Coast hobnobs with lawmakers to go over 2009 agenda

By Brad Kessie - bio | email

D'IBERVILLE, MS (WLOX) - South Mississippi's community leaders went to Jackson on Wednesday night and hobnobbed with the state's lawmakers. What they discussed over food and drinks could lay the foundation for new laws that generate additional tax revenue, or improve the area's quality of life.

The pizza placed in Strami's oven was popular. But the lasagna was the special of the day at the D'Iberville cafe. If city leaders get their way, customers will have to pay an additional two percent tax for that meal. The food and beverage increase request tops D'Iberville's legislative wish list. Richard Rose is D'Iberville's City Manager.

"Just like Ocean Springs, we're going to look at 75 or so percent of the money being driven by tourist dollars," he said.

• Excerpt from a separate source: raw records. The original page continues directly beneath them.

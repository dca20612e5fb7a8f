//! Client configuration.
//!
//! Loaded from TOML or `KEYLINK_*` environment variables. Every field has a
//! default, so an empty file is a valid configuration.
//!
//! ```toml
//! relay_url = "https://relay.example.com"
//! poll_interval_ms = 1000
//! retry_base_ms = 500
//! retry_max_ms = 10000
//! claim_attempts = 3
//! request_timeout_secs = 10
//! log_level = "info"
//! ```

use std::path::Path;
use std::time::Duration;

use serde::{Deserialize, Serialize};
use thiserror::Error;

#[derive(Debug, Error)]
pub enum ConfigError {
    #[error("failed to read config file: {0}")]
    ReadError(#[from] std::io::Error),

    #[error("failed to parse config file: {0}")]
    ParseError(#[from] toml::de::Error),

    #[error("invalid environment variable {name}: {value}")]
    EnvError { name: String, value: String },

    #[error("invalid configuration: {0}")]
    ValidationError(String),
}

#[derive(Debug, Clone, PartialEq, Eq, Serialize, Deserialize)]
#[serde(default)]
pub struct ClientConfig {
    /// Relay base URL. `None` means an in-process relay.
    pub relay_url: Option<String>,
    pub poll_interval_ms: u64,
    pub retry_base_ms: u64,
    pub retry_max_ms: u64,
    /// Attempts for a claim that fails in transport.
    pub claim_attempts: u32,
    pub request_timeout_secs: u64,
    pub log_level: String,
}

impl Default for ClientConfig {
    fn default() -> Self {
        Self {
            relay_url: None,
            poll_interval_ms: 1000,
            retry_base_ms: 500,
            retry_max_ms: 10_000,
            claim_attempts: 3,
            request_timeout_secs: 10,
            log_level: "info".to_string(),
        }
    }
}

fn env_parse<T: std::str::FromStr>(name: &str, target: &mut T) -> Result<(), ConfigError> {
    if let Ok(value) = std::env::var(name) {
        *target = value.parse().map_err(|_| ConfigError::EnvError {
            name: name.to_string(),
            value,
        })?;
    }
    Ok(())
}

impl ClientConfig {
    pub fn from_toml(path: impl AsRef<Path>) -> Result<Self, ConfigError> {
        let content = std::fs::read_to_string(path)?;
        Self::from_toml_str(&content)
    }

    pub fn from_toml_str(content: &str) -> Result<Self, ConfigError> {
        let config: ClientConfig = toml::from_str(content)?;
        config.validate()?;
        Ok(config)
    }

    /// Defaults overridden by `KEYLINK_*` variables.
    pub fn from_env() -> Result<Self, ConfigError> {
        let mut config = Self::default();
        if let Ok(url) = std::env::var("KEYLINK_RELAY_URL") {
            config.relay_url = Some(url);
        }
        env_parse("KEYLINK_POLL_INTERVAL_MS", &mut config.poll_interval_ms)?;
        env_parse("KEYLINK_RETRY_BASE_MS", &mut config.retry_base_ms)?;
        env_parse("KEYLINK_RETRY_MAX_MS", &mut config.retry_max_ms)?;
        env_parse("KEYLINK_CLAIM_ATTEMPTS", &mut config.claim_attempts)?;
        env_parse("KEYLINK_REQUEST_TIMEOUT_SECS", &mut config.request_timeout_secs)?;
        if let Ok(level) = std::env::var("KEYLINK_LOG_LEVEL") {
            config.log_level = level;
        }
        config.validate()?;
        Ok(config)
    }

    pub fn validate(&self) -> Result<(), ConfigError> {
        if self.poll_interval_ms == 0 {
            return Err(ConfigError::ValidationError(
                "poll_interval_ms must be > 0".into(),
            ));
        }
        if self.retry_base_ms == 0 || self.retry_max_ms < self.retry_base_ms {
            return Err(ConfigError::ValidationError(
                "retry_base_ms must be > 0 and <= retry_max_ms".into(),
            ));
        }
        if self.claim_attempts == 0 {
            return Err(ConfigError::ValidationError(
                "claim_attempts must be >= 1".into(),
            ));
        }
        if self.request_timeout_secs == 0 {
            return Err(ConfigError::ValidationError(
                "request_timeout_secs must be > 0".into(),
            ));
        }
        if let Some(url) = &self.relay_url {
            if !(url.starts_with("http://") || url.starts_with("https://")) {
                return Err(ConfigError::ValidationError(format!(
                    "relay_url must be http(s): {url}"
                )));
            }
        }
        Ok(())
    }

    pub fn poll_interval(&self) -> Duration {
        Duration::from_millis(self.poll_interval_ms)
    }

    pub fn request_timeout(&self) -> Duration {
        Duration::from_secs(self.request_timeout_secs)
    }

    pub fn retry_policy(&self) -> RetryPolicy {
        RetryPolicy {
            base: Duration::from_millis(self.retry_base_ms),
            max: Duration::from_millis(self.retry_max_ms),
            attempts: self.claim_attempts,
        }
    }
}

/// Exponential backoff for transport failures.
#[derive(Debug, Clone, Copy, PartialEq, Eq)]
pub struct RetryPolicy {
    pub base: Duration,
    pub max: Duration,
    pub attempts: u32,
}

impl RetryPolicy {
    /// Delay before retry number `failures` (1-based).
    pub fn delay_for(&self, failures: u32) -> Duration {
        let exp = failures.saturating_sub(1).min(20);
        self.base.saturating_mul(1u32 << exp).min(self.max)
    }
}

Ocean Springs got lawmakers to approve its request to hold a food and tax referendum in 2007. Later that year, voters okayed the two percent increase, as long as revenues generated by that tax went toward public safety, recreation, and tourism.

D'Iberville wants to spend its tax on the same programs.

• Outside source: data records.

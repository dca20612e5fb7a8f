//! Background polling for a claimed session.
//!
//! [`spawn_claimer`] moves a [`ClaimerSession`] onto a tokio task that polls
//! the relay, reports phase changes over an mpsc channel and stops on a
//! terminal phase, on cancellation, or when the handle is dropped.

use std::sync::Arc;
use std::time::Duration;

use tokio::sync::{mpsc, watch};
use tokio::task::JoinHandle;
use tracing::{debug, info, warn};

use crate::claimer::ClaimerSession;
use crate::clock::Clock;
use crate::config::{ClientConfig, RetryPolicy};
use crate::errors::{CoreError, CoreResult};
use crate::types::PairingPhase;

/// One update from a running pairing.
#[derive(Debug, Clone, PartialEq, Eq)]
pub struct PairingProgress {
    pub phase: PairingPhase,
    pub verification_code: Option<String>,
    /// Set when the update was caused by an error. Transient transport
    /// errors are reported with a non-terminal phase.
    pub error: Option<String>,
}

#[derive(Debug, Clone, Copy)]
pub struct DriverConfig {
    pub poll_interval: Duration,
    pub retry: RetryPolicy,
}

impl From<&ClientConfig> for DriverConfig {
    fn from(config: &ClientConfig) -> Self {
        Self {
            poll_interval: config.poll_interval(),
            retry: config.retry_policy(),
        }
    }
}

pub struct ClaimerHandle {
    session_id: String,
    verification_code: Option<String>,
    progress: mpsc::Receiver<PairingProgress>,
    cancel: watch::Sender<bool>,
    task: JoinHandle<CoreResult<PairingPhase>>,
}

impl ClaimerHandle {
    pub fn session_id(&self) -> &str {
        &self.session_id
    }

    pub fn verification_code(&self) -> Option<&str> {
        self.verification_code.as_deref()
    }

    /// Next progress update; `None` once the task has finished.
    pub async fn next(&mut self) -> Option<PairingProgress> {
        self.progress.recv().await
    }

    pub fn cancel(&self) {
        let _ = self.cancel.send(true);
    }

    /// Wait for the final phase.
    pub async fn wait(self) -> CoreResult<PairingPhase> {
        let ClaimerHandle {
            task,
            cancel,
            progress,
            ..
        } = self;
        // The task may block on a full channel; stop listening first.
        drop(progress);
        let result = task
            .await
            .map_err(|e| CoreError::Internal(format!("pairing task failed: {e}")))?;
        drop(cancel);
        result
    }
}

pub fn spawn_claimer(
    session: ClaimerSession,
    clock: Arc<dyn Clock>,
    config: DriverConfig,
) -> ClaimerHandle {
    let (progress_tx, progress_rx) = mpsc::channel(16);
    let (cancel_tx, cancel_rx) = watch::channel(false);
    let session_id = session.session_id().to_string();
    let verification_code = session.verification_code().map(str::to_string);
    let task = tokio::spawn(drive(session, clock, config, progress_tx, cancel_rx));
    ClaimerHandle {
        session_id,
        verification_code,
        progress: progress_rx,
        cancel: cancel_tx,
        task,
    }
}

fn progress(session: &ClaimerSession, error: Option<String>) -> PairingProgress {
    PairingProgress {
        phase: session.phase(),
        verification_code: session.verification_code().map(str::to_string),
        error,
    }
}

async fn emit(tx: &mpsc::Sender<PairingProgress>, update: PairingProgress) {
    if tx.send(update).await.is_err() {
        debug!("progress receiver dropped");
    }
}

async fn drive(
    mut session: ClaimerSession,
    clock: Arc<dyn Clock>,
    config: DriverConfig,
    tx: mpsc::Sender<PairingProgress>,
    mut cancel: watch::Receiver<bool>,
) -> CoreResult<PairingPhase> {
    let mut last = session.phase();
    emit(&tx, progress(&session, None)).await;

    let mut delay = config.poll_interval;
    let mut failures = 0u32;
    loop {
        tokio::select! {
            biased;
            changed = cancel.changed() => {
                if changed.is_err() || *cancel.borrow() {
                    info!(session_id = %session.session_id(), "pairing cancelled");
                    if let Err(e) = session.cancel().await {
                        warn!(error = %e, "cancel not delivered to relay");
                    }
                    emit(&tx, progress(&session, None)).await;
                    return Ok(session.phase());
                }
                continue;
            }
            _ = tokio::time::sleep(delay) => {}
        }

        match session.poll().await {
            Ok(phase) => {
                failures = 0;
                delay = config.poll_interval;
                if phase != last {
                    last = phase;
                    emit(&tx, progress(&session, None)).await;
                }
                if phase.is_terminal() {
                    return Ok(phase);
                }
            }
            Err(e) if e.is_transport() => {
                failures += 1;
                delay = config.retry.delay_for(failures);
                let remaining = (session.expires_at() - clock.now())
                    .to_std()
                    .unwrap_or(Duration::ZERO);
                if delay >= remaining {
                    warn!(session_id = %session.session_id(), error = %e, "relay unreachable until expiry");
                    session.expire();
                    emit(&tx, progress(&session, Some(e.to_string()))).await;
                    return Ok(session.phase());
                }
                debug!(failures, ?delay, error = %e, "poll failed, backing off");
                emit(&tx, progress(&session, Some(e.to_string()))).await;
            }
            Err(e) => {
                warn!(session_id = %session.session_id(), error = %e, "pairing stopped");
                emit(&tx, progress(&session, Some(e.to_string()))).await;
                return Err(e);
            }
        }
    }
}
//! Error types for keylink core.
//!
//! Typed input errors are grouped under [`CoreError`], which also carries
//! crypto, trust, transport and storage failures. Errors crossing the relay
//! boundary travel as [`WireError`] and never expose internal details.

use serde::{Deserialize, Serialize};
use thiserror::Error;

use keylink_crypto::CryptoError;

use crate::types::TrustState;

/// Recoverable user-input errors: malformed codes, unknown or expired
/// sessions, protocol misuse.
#[derive(Debug, Error, Clone, PartialEq, Eq)]
pub enum InputError {
    #[error("invalid pairing code")]
    InvalidPairingCode,

    #[error("unknown pairing session")]
    UnknownSession,

    #[error("unknown device")]
    UnknownDevice,

    #[error("pairing session expired")]
    Expired,

    #[error("pairing session already claimed")]
    AlreadyClaimed,

    #[error("invalid state: {0}")]
    InvalidState(String),

    #[error("too many failed attempts, retry after {retry_after_secs} seconds")]
    RateLimited { retry_after_secs: u64 },

    #[error("device is not a participant of this session")]
    NotParticipant,

    #[error("pairing code already in use")]
    CodeInUse,
}

/// Unified error type for keylink core operations.
#[derive(Debug, Error, Clone, PartialEq, Eq)]
pub enum CoreError {
    #[error("input error: {0}")]
    Input(#[from] InputError),

    #[error("crypto error: {0}")]
    Crypto(#[from] CryptoError),

    /// Sync refused: the device must pair again.
    #[error(
        "re-pairing required (state {state}, trusted version {trusted_version:?}, current version {current_version})"
    )]
    NeedsRepairing {
        state: TrustState,
        trusted_version: Option<u32>,
        current_version: u32,
    },

    #[error("transport error: {0}")]
    Transport(String),

    #[error("store error: {0}")]
    Store(String),

    #[error("denied: {0}")]
    Denied(String),

    #[error("internal error: {0}")]
    Internal(String),
}

pub type CoreResult<T> = Result<T, CoreError>;

/// Coarse classification used to decide how a caller reacts.
#[derive(Debug, Clone, Copy, PartialEq, Eq)]
pub enum ErrorKind {
    /// Surface to the user and let them try again.
    Input,
    /// Fatal to the current pairing session only.
    Crypto,
    /// Blocking until the device pairs again.
    Trust,
    /// Retry with backoff.
    Transport,
    /// No safe recovery.
    Fatal,
}

impl CoreError {
    pub fn kind(&self) -> ErrorKind {
        match self {
            CoreError::Input(_) => ErrorKind::Input,
            CoreError::Crypto(CryptoError::EntropyUnavailable) => ErrorKind::Fatal,
            CoreError::Crypto(_) => ErrorKind::Crypto,
            CoreError::NeedsRepairing { .. } | CoreError::Denied(_) => ErrorKind::Trust,
            CoreError::Transport(_) => ErrorKind::Transport,
            CoreError::Store(_) | CoreError::Internal(_) => ErrorKind::Fatal,
        }
    }

    pub fn is_retryable(&self) -> bool {
        matches!(self.kind(), ErrorKind::Input | ErrorKind::Transport)
    }

    pub fn is_transport(&self) -> bool {
        matches!(self, CoreError::Transport(_))
    }

    pub fn invalid_state(msg: impl Into<String>) -> Self {
        CoreError::Input(InputError::InvalidState(msg.into()))
    }

    /// Stable wire code for this error.
    pub fn wire_code(&self) -> &'static str {
        match self {
            CoreError::Input(e) => match e {
                InputError::InvalidPairingCode => "invalid_pairing_code",
                InputError::UnknownSession => "unknown_session",
                InputError::UnknownDevice => "unknown_device",
                InputError::Expired => "session_expired",
                InputError::AlreadyClaimed => "already_claimed",
                InputError::InvalidState(_) => "invalid_state",
                InputError::RateLimited { .. } => "rate_limited",
                InputError::NotParticipant => "not_participant",
                InputError::CodeInUse => "code_in_use",
            },
            CoreError::Crypto(CryptoError::InvalidKey) => "invalid_key",
            CoreError::Crypto(CryptoError::AuthenticationFailed) => "authentication_failed",
            CoreError::Crypto(CryptoError::InvalidPairingCode) => "invalid_pairing_code",
            CoreError::Crypto(_) => "crypto_error",
            CoreError::NeedsRepairing { .. } => "needs_repairing",
            CoreError::Transport(_) => "transport",
            CoreError::Denied(_) => "denied",
            CoreError::Store(_) | CoreError::Internal(_) => "internal",
        }
    }

    /// Map to a wire-safe error body. Store and internal details stay local.
    pub fn to_wire(&self) -> WireError {
        let message = match self {
            CoreError::Store(_) | CoreError::Internal(_) => "internal error".to_string(),
            CoreError::Crypto(_) => "cryptographic operation failed".to_string(),
            other => other.to_string(),
        };
        let retry_after_secs = match self {
            CoreError::Input(InputError::RateLimited { retry_after_secs }) => {
                Some(*retry_after_secs)
            }
            _ => None,
        };
        let repair = match self {
            CoreError::NeedsRepairing {
                state,
                trusted_version,
                current_version,
            } => Some(RepairDetail {
                state: *state,
                trusted_version: *trusted_version,
                current_version: *current_version,
            }),
            _ => None,
        };
        WireError {
            code: self.wire_code().to_string(),
            message,
            retry_after_secs,
            repair,
        }
    }

    /// Rebuild an error received from the relay.
    pub fn from_wire(err: &WireError) -> Self {
        match err.code.as_str() {
            "invalid_pairing_code" => InputError::InvalidPairingCode.into(),
            "unknown_session" => InputError::UnknownSession.into(),
            "unknown_device" => InputError::UnknownDevice.into(),
            "session_expired" => InputError::Expired.into(),
            "already_claimed" => InputError::AlreadyClaimed.into(),
            "invalid_state" => InputError::InvalidState(err.message.clone()).into(),
            "rate_limited" => InputError::RateLimited {
                retry_after_secs: err.retry_after_secs.unwrap_or(60),
            }
            .into(),
            "not_participant" => InputError::NotParticipant.into(),
            "code_in_use" => InputError::CodeInUse.into(),
            "invalid_key" => CryptoError::InvalidKey.into(),
            "authentication_failed" => CryptoError::AuthenticationFailed.into(),
            "needs_repairing" => match &err.repair {
                Some(detail) => CoreError::NeedsRepairing {
                    state: detail.state,
                    trusted_version: detail.trusted_version,
                    current_version: detail.current_version,
                },
                None => CoreError::Denied(err.message.clone()),
            },
            "denied" => CoreError::Denied(err.message.clone()),
            "transport" => CoreError::Transport(err.message.clone()),
            _ => CoreError::Internal(format!("{}: {}", err.code, err.message)),
        }
    }
}

/// Error body returned by the relay.
#[derive(Debug, Clone, PartialEq, Eq, Serialize, Deserialize)]
#[serde(rename_all = "camelCase")]
pub struct WireError {
    pub code: String,
    pub message: String,
    #[serde(default, skip_serializing_if = "Option::is_none")]
    pub retry_after_secs: Option<u64>,
    #[serde(default, skip_serializing_if = "Option::is_none")]
    pub repair: Option<RepairDetail>,
}

/// Trust details of a `needs_repairing` error.
#[derive(Debug, Clone, Copy, PartialEq, Eq, Serialize, Deserialize)]
#[serde(rename_all = "camelCase")]
pub struct RepairDetail {
    pub state: TrustState,
    pub trusted_version: Option<u32>,
    pub current_version: u32,
}

impl From<serde_json::Error> for CoreError {
    fn from(e: serde_json::Error) -> Self {
        CoreError::Internal(format!("serialization: {e}"))
    }
}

"That will go back into making those tourists safe and give them activities," said Rose.

Tourism and Biloxi's casinos are always a critical part of the legislative reception.

Mayor A.J. Holloway's message to lawmakers this year about his city's casino industry is simple.

"I think we have a good law. It's working," he said.

He finished that thought with this warning for lawmakers.

"Just don't mess with it."

Holloway also wants lawmakers put more money into the wind pool, so people can afford to rebuild in Biloxi.

"Insurance is a real, real problem," he said. "And the continued support by the legislature by funding some money to that pool would be a great help."

Gulfport's mayor went to Jackson with a wish list that included more funding for traffic improvements. Highway 49, Pass Road and Dedeaux Road are three areas where engineering work is done. However, more funding is needed before Gulfport can begin any widening work.

Warr said the city's goal is "to move people faster through the city, safer. That's a big priority to us right now."

The mayors of Long Beach and Pass Christian rode to the legislative reception together. So I called them as they drove up Highway 49. And I asked them what they wanted from the men and women inside the state capitol this year. They both said the same thing. They needed all the help they could get from the Mississippi legislature this session to make sure they could keep paying their bills.

Members of the Gulf Coast Business Council went to Jackson with their own wish lists. They're asking the legislature for $20 million to bolster the windpool. They want casinos to be included in the state's tourism incentive program. And the GCBC is supporting the education-related proposals championed by the Mississippi Economic Commission in the Quality Education Act.